Privacy SOS

New poll shows Massachusetts voters support ending mandatory minimums. Here’s why it matters.

A MassINC poll out today confirms that two-thirds of Massachusetts residents support treating substance use as a public health—not criminal justice—problem. An even larger margin supports ending mandatory minimum sentencing; only 8% of people polled said they preferred mandatory minimums to other forms of sentencing. That’s great news, because mandatory minimum sentencing laws contribute towards racial disparities in the system, threaten due process, and even delay the institution of electronic privacy rights. 
 
Despite the fact that Black and Latinx people make up only about 22% of Massachusetts residents, they constitute 57% of those sentenced to prison and a shocking 75% of people serving sentences for mandatory minimum drug offenses.
 
 
Mandatory minimum sentencing laws harm due process rights by allowing prosecutors to pressure defendants into forgoing trials and entering guilty pleas instead. If a prosecutor can charge someone with a mandatory minimum drug offense, the defendant risks being sentenced to that mandatory minimum if they’re found guilty at trial. Even if the sentence seems disproportionate to the judge or a jury, it won’t matter; prosecutors can control the process simply by charging a mandatory minimum. For that reason, just the threat of facing a mandatory minimum charge is often enough to pressure defendants into pleading guilty. 
 
That unfair sentencing system, which places far too much power in the hands of prosecutors, is part of the reason why nearly 95% of state level criminal prosecutions end in plea agreements, without ever going to trial. But due process isn’t the only loser here.
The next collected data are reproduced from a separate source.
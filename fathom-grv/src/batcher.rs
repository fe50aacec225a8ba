use std::collections::BTreeMap;
use std::sync::Arc;
use std::time::{Duration, Instant};

use fathom_base::{kind_err, Knobs, Priority, Value, Version};
use fathom_wire::{GetReadVersionRequest, ProxyId, Transport, TransactionFlags};
use tokio::sync::{mpsc, oneshot, Mutex};
use tracing::{debug, trace};

use crate::throttle::ThrottleTable;

pub struct GrvResult {
    pub version: Version,
    pub metadata_version: Option<Value>,
}

struct PendingRequest {
    tags: Vec<String>,
    debug_id: Option<String>,
    reply: oneshot::Sender<fathom_base::Result<GrvResult>>,
}

/// A single `VersionRequest` (§4.3): submit and await the batched reply.
pub struct VersionRequestHandle {
    rx: oneshot::Receiver<fathom_base::Result<GrvResult>>,
}

impl VersionRequestHandle {
    pub async fn recv(self) -> fathom_base::Result<GrvResult> {
        match self.rx.await {
            Ok(r) => r,
            Err(_) => Err(kind_err(fathom_base::ErrorKind::Other, "GRV batcher task dropped the reply channel")),
        }
    }
}

/// One batcher per `(priority, flags)` class, coalescing GRV requests
/// within a dynamically adapted window (§4.3). Owns no task by itself;
/// [`GrvBatcher::run`] is spawned by [`GrvBatcherSet`] once per class and
/// lives for the lifetime of the `DatabaseContext`.
pub struct GrvBatcher {
    tx: mpsc::UnboundedSender<PendingRequest>,
}

impl GrvBatcher {
    pub fn submit(&self, tags: Vec<String>, debug_id: Option<String>) -> VersionRequestHandle {
        let (reply, rx) = oneshot::channel();
        // Closed channel means the batcher task has shut down (context
        // dropped); the caller observes this via `recv()`'s Err arm.
        let _ = self.tx.send(PendingRequest { tags, debug_id, reply });
        VersionRequestHandle { rx }
    }
}

async fn run_batcher(
    priority: Priority,
    flags: TransactionFlags,
    proxy: ProxyId,
    transport: Arc<dyn Transport>,
    throttle: Arc<ThrottleTable>,
    knobs: Knobs,
    mut rx: mpsc::UnboundedReceiver<PendingRequest>,
) {
    let mut batch_time = 0.0f64;
    loop {
        let first = match rx.recv().await {
            Some(r) => r,
            None => return, // all senders dropped: context torn down
        };
        let mut batch = vec![first];
        let deadline = Instant::now() + Duration::from_secs_f64(batch_time.clamp(0.0, knobs.grv_batch_timeout.as_secs_f64()));
        loop {
            if batch.len() >= knobs.max_batch_size {
                break;
            }
            let now = Instant::now();
            if now >= deadline {
                break;
            }
            tokio::select! {
                maybe = rx.recv() => match maybe {
                    Some(r) => batch.push(r),
                    None => break,
                },
                _ = tokio::time::sleep(deadline - now) => break,
            }
        }

        trace!(target: "fathom", count = batch.len(), ?priority, "dispatching GRV batch");
        let merged_tags: Vec<String> = {
            let mut set: BTreeMap<String, ()> = BTreeMap::new();
            for r in &batch {
                for t in &r.tags {
                    set.insert(t.clone(), ());
                }
            }
            set.into_keys().collect()
        };
        let debug_id = batch.iter().find_map(|r| r.debug_id.clone());
        let req = GetReadVersionRequest {
            count: batch.len() as u32,
            priority,
            flags,
            tags: merged_tags,
            debug_id,
        };

        let start = Instant::now();
        let reply = transport.get_read_version(proxy, req).await;
        let elapsed = start.elapsed();
        // Low-pass filter: half the observed reply latency keeps end-to-end
        // GRV latency within ~1.5x server latency regardless of load.
        let sample = 0.5 * elapsed.as_secs_f64();
        batch_time = (0.1 * sample + 0.9 * batch_time).clamp(0.0, knobs.grv_batch_timeout.as_secs_f64());

        match reply {
            Ok(r) => {
                throttle.apply_reply(priority, &r.tag_rates);
                for (i, pending) in batch.into_iter().enumerate() {
                    if i > 0 && i % knobs.broadcast_batch_size == 0 {
                        tokio::task::yield_now().await;
                    }
                    let _ = pending.reply.send(Ok(GrvResult {
                        version: r.version,
                        metadata_version: r.metadata_version.clone(),
                    }));
                }
            }
            Err(e) => {
                let kind = e.kind();
                let msg = format!("{e}");
                debug!(target: "fathom", ?kind, "GRV batch RPC failed");
                for (i, pending) in batch.into_iter().enumerate() {
                    if i > 0 && i % knobs.broadcast_batch_size == 0 {
                        tokio::task::yield_now().await;
                    }
                    let _ = pending.reply.send(Err(kind_err(kind, msg.clone())));
                }
            }
        }
    }
}

/// Owns one [`GrvBatcher`] + background task per `(priority, flags)` class
/// seen so far, and the shared throttle table all classes piggyback onto.
pub struct GrvBatcherSet {
    proxy: ProxyId,
    transport: Arc<dyn Transport>,
    knobs: Knobs,
    throttle: Arc<ThrottleTable>,
    batchers: Mutex<BTreeMap<(Priority, bool, bool), GrvBatcher>>,
}

impl GrvBatcherSet {
    pub fn new(proxy: ProxyId, transport: Arc<dyn Transport>, knobs: Knobs) -> Self {
        GrvBatcherSet {
            proxy,
            transport,
            knobs,
            throttle: Arc::new(ThrottleTable::default()),
            batchers: Mutex::new(BTreeMap::new()),
        }
    }

    pub fn throttle_table(&self) -> Arc<ThrottleTable> {
        self.throttle.clone()
    }

    pub async fn submit(
        &self,
        priority: Priority,
        flags: TransactionFlags,
        tags: Vec<String>,
        debug_id: Option<String>,
    ) -> VersionRequestHandle {
        let key = (priority, flags.causal_read_risky, flags.first_in_batch);
        let mut batchers = self.batchers.lock().await;
        if !batchers.contains_key(&key) {
            let (tx, rx) = mpsc::unbounded_channel();
            tokio::spawn(run_batcher(
                priority,
                flags,
                self.proxy,
                self.transport.clone(),
                self.throttle.clone(),
                self.knobs.clone(),
                rx,
            ));
            batchers.insert(key, GrvBatcher { tx });
        }
        batchers.get(&key).unwrap().submit(tags, debug_id)
    }
}
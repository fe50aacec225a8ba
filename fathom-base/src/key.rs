use serde::{Deserialize, Serialize};
use std::fmt;

/// A byte string key. Ordering is lexicographic over bytes, which is what
/// the cluster uses for shard boundaries and conflict detection.
#[derive(Clone, Eq, PartialEq, Ord, PartialOrd, Hash, Serialize, Deserialize, Default)]
pub struct Key(pub Vec<u8>);

/// A byte string value.
#[derive(Clone, Eq, PartialEq, Hash, Serialize, Deserialize, Default)]
pub struct Value(pub Vec<u8>);

impl fmt::Debug for Key {
    fn fmt(&self, f: &mut fmt::Formatter<'_>) -> fmt::Result {
        write!(f, "Key({})", String::from_utf8_lossy(&self.0))
    }
}
impl fmt::Debug for Value {
    fn fmt(&self, f: &mut fmt::Formatter<'_>) -> fmt::Result {
        write!(f, "Value({} bytes)", self.0.len())
    }
}

impl From<Vec<u8>> for Key {
    fn from(v: Vec<u8>) -> Self {
        Key(v)
    }
}
impl From<&[u8]> for Key {
    fn from(v: &[u8]) -> Self {
        Key(v.to_vec())
    }
}
impl From<&str> for Key {
    fn from(v: &str) -> Self {
        Key(v.as_bytes().to_vec())
    }
}
impl From<Vec<u8>> for Value {
    fn from(v: Vec<u8>) -> Self {
        Value(v)
    }
}
impl From<&[u8]> for Value {
    fn from(v: &[u8]) -> Self {
        Value(v.to_vec())
    }
}
impl AsRef<[u8]> for Key {
    fn as_ref(&self) -> &[u8] {
        &self.0
    }
}
impl AsRef<[u8]> for Value {
    fn as_ref(&self) -> &[u8] {
        &self.0
    }
}

/// Smallest key strictly greater than `key`: appends a zero byte. Used to
/// turn a single key into a half-open singleton range, and to extend a
/// truncated result's read-conflict range past the last returned key.
pub fn key_after(key: &Key) -> Key {
    let mut v = key.0.clone();
    v.push(0);
    Key(v)
}

/// A half-open byte-string range `[begin, end)`. System keys live under the
/// reserved `\xFF` prefix; `KeyRange::all()` spans the whole addressable
/// keyspace including that prefix (callers needing only user keys should
/// intersect with `KeyRange::all_user_keys()`).
#[derive(Clone, Eq, PartialEq, Hash, Serialize, Deserialize)]
pub struct KeyRange {
    pub begin: Key,
    pub end: Key,
}

impl fmt::Debug for KeyRange {
    fn fmt(&self, f: &mut fmt::Formatter<'_>) -> fmt::Result {
        write!(f, "[{:?}, {:?})", self.begin, self.end)
    }
}

impl KeyRange {
    pub fn new(begin: Key, end: Key) -> Self {
        KeyRange { begin, end }
    }

    /// The range containing exactly `key` and nothing else.
    pub fn singleton(key: Key) -> Self {
        let end = key_after(&key);
        KeyRange { begin: key, end }
    }

    pub fn is_empty(&self) -> bool {
        self.begin >= self.end
    }

    pub fn contains(&self, key: &Key) -> bool {
        key >= &self.begin && key < &self.end
    }

    /// Whether `self` and `other` share any key.
    pub fn intersects(&self, other: &KeyRange) -> bool {
        self.begin < other.end && other.begin < self.end
    }

    pub fn all() -> Self {
        KeyRange {
            begin: Key(vec![]),
            end: Key(vec![0xff, 0xff]),
        }
    }

    pub fn system_keys_prefix() -> Key {
        Key(vec![0xff])
    }
}

/// The reserved system-key prefix marker, `"\xFF/SC/<uuid>"`, used for
/// self-conflict ranges (§4.6 step 5).
pub fn self_conflict_key(uuid: u128) -> Key {
    let mut v = b"\xff/SC/".to_vec();
    v.extend_from_slice(&uuid.to_be_bytes());
    Key(v)
}

pub fn metadata_version_key() -> Key {
    Key(b"\xff/metadataVersion".to_vec())
}

#[cfg(test)]
mod test {
    use super::*;

    #[test]
    fn singleton_contains_only_key() {
        let k = Key::from("m");
        let r = KeyRange::singleton(k.clone());
        assert!(r.contains(&k));
        assert!(!r.contains(&Key::from("n")));
        assert!(!r.contains(&Key::from("l")));
    }

    #[test]
    fn key_after_is_strictly_greater() {
        let k = Key::from("m");
        assert!(key_after(&k) > k);
    }

    #[test]
    fn empty_range_detection() {
        assert!(KeyRange::new(Key::from("z"), Key::from("a")).is_empty());
        assert!(KeyRange::new(Key::from("a"), Key::from("a")).is_empty());
        assert!(!KeyRange::new(Key::from("a"), Key::from("z")).is_empty());
    }
}
//! GRV batching (§4.3): coalesce concurrent `getReadVersion` calls from a
//! single client process into one RPC per `(priority, flags)` class within
//! an adaptively sized window, and track the throttle table piggybacked on
//! every reply.

mod batcher;
mod throttle;

pub use batcher::{GrvBatcher, GrvBatcherSet, GrvResult, VersionRequestHandle};
pub use throttle::ThrottleTable;

#[cfg(test)]
mod test {
    use super::*;
    use fathom_base::{Knobs, Priority};
    use fathom_wire::mock::MockTransport;
    use fathom_wire::{ProxyId, TransactionFlags};
    use test_log::test;

    #[tokio::test]
    async fn batches_concurrent_requests_into_one_rpc_with_shared_version() {
        let transport = MockTransport::new();
        let before = transport.current_version();

        let mut knobs = Knobs::default();
        knobs.grv_batch_timeout = std::time::Duration::from_millis(50);
        let set = GrvBatcherSet::new(ProxyId(0), transport.clone(), knobs);

        let flags = TransactionFlags::default();
        let h1 = set.submit(Priority::Default, flags, vec![], None).await;
        let h2 = set.submit(Priority::Default, flags, vec![], None).await;
        let h3 = set.submit(Priority::Default, flags, vec![], None).await;

        let r1 = h1.recv().await.unwrap();
        let r2 = h2.recv().await.unwrap();
        let r3 = h3.recv().await.unwrap();

        assert_eq!(r1.version, r2.version);
        assert_eq!(r2.version, r3.version);
        assert!(r1.version.0 >= before.0);
    }

    #[tokio::test]
    async fn distinct_priority_classes_get_independent_batchers() {
        let transport = MockTransport::new();
        let knobs = Knobs::default();
        let set = GrvBatcherSet::new(ProxyId(0), transport, knobs);
        let flags = TransactionFlags::default();

        let a = set.submit(Priority::Default, flags, vec![], None).await;
        let b = set.submit(Priority::Batch, flags, vec![], None).await;

        a.recv().await.unwrap();
        b.recv().await.unwrap();
    }
}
Privacy rights are also substantially harmed by a system that, so reliant on plea deals, rarely presents electronic surveillance evidence before juries—and therefore rarely presents defendants with opportunities to challenge warrantless surveillance. 
 
Take the development of legal authorities governing law enforcement access to private text messages. In Massachusetts, there is no statute explicitly requiring prosecutors or cops to get a warrant to access text messages held by our phone companies. But courts across the country, including our high court in Massachusetts, have increasingly made it clear that the constitutions of the United States and the Commonwealth protect our digital data with warrant requirements. Despite that clear trend in the courts, the Boston District Attorney continued to obtain text messages without a warrant—an unconstitutional policy that only days ago was finally addressed by the courts.  Last week, the Supreme Judicial Court ruled that state prosecutors are required to obtain warrants before demanding our text messages from phone companies. 
 
What does privacy law have to do with mandatory minimums? If criminal cases don’t go to trial, there isn’t substantial opportunity for defense attorneys to challenge evidence on constitutional grounds. Those challenges are crucial in establishing 21st century electronic privacy law. 
 
Take the following example: The cops use a stingray device, without a warrant, to track a drug suspect. The stingray finds the suspect, and the cops arrest him. The prosecutor charges the person with drug trafficking, for which there is a mandatory minimum of 2.5 years, but says he’ll accept a plea deal for one year. The suspect’s defense lawyer, looking at the drugs on the table, tells her client that he faces a stark choice: Go to trial and risk serving the mandatory 2.5 year sentence if convicted, or plead guilty to the drug trafficking and serve one year instead. Hardly any lawyer is going to counsel her client to reject the plea.
 
But what about the warrantless stingray spying that helped the cops build their case and find their suspect? No one will ever hear about it, because there won’t be a trial. Therefore there won’t likely be substantial discovery, which would alert a defense attorney to the use of the stingray without a warrant. And so, in a system where plea agreements have effectively replaced trials for the vast majority of criminal defendants, the cops can go on using stingrays without warrants, simply because no judge has yet told them not to.
 
That’s how we get to a place where it takes two decades for a court to apply a warrant protection to text messages, despite the fact that law enforcement has apparently been obtaining them without warrants for perhaps as long as we’ve been sending them to one another. Mandatory minimums mean fewer trials. Fewer trials means fewer constitutional challenges. And fewer constitutional challenges means more warrantless surveillance. In this system, it takes an awfully long time—and just the right ingredients—for a constitutional challenge to find itself before a court (which is one of the main reasons legislatures must step in and pass comprehensive electronic privacy law). 
 
Our criminal justice system badly needs reform, and ending mandatory minimum sentencing for drug crimes is a crucial first step. Only then will drug defendants have a meaningful opportunity to seek due process in their cases. And that expansion of meaningful due process rights will yield important benefits for the rest of us, too, in the form of more and more constitutional challenges to warrantless electronic surveillance. Thus far the courts have been consistent on that issue in Massachusetts, meaning more trials and more constitutional challenges can only mean one thing: more privacy for everyone.
 
For racial justice, due process, and electronic privacy: tell your state representative and senator to support reforms to end mandatory minimum drug sentencing in Massachusetts.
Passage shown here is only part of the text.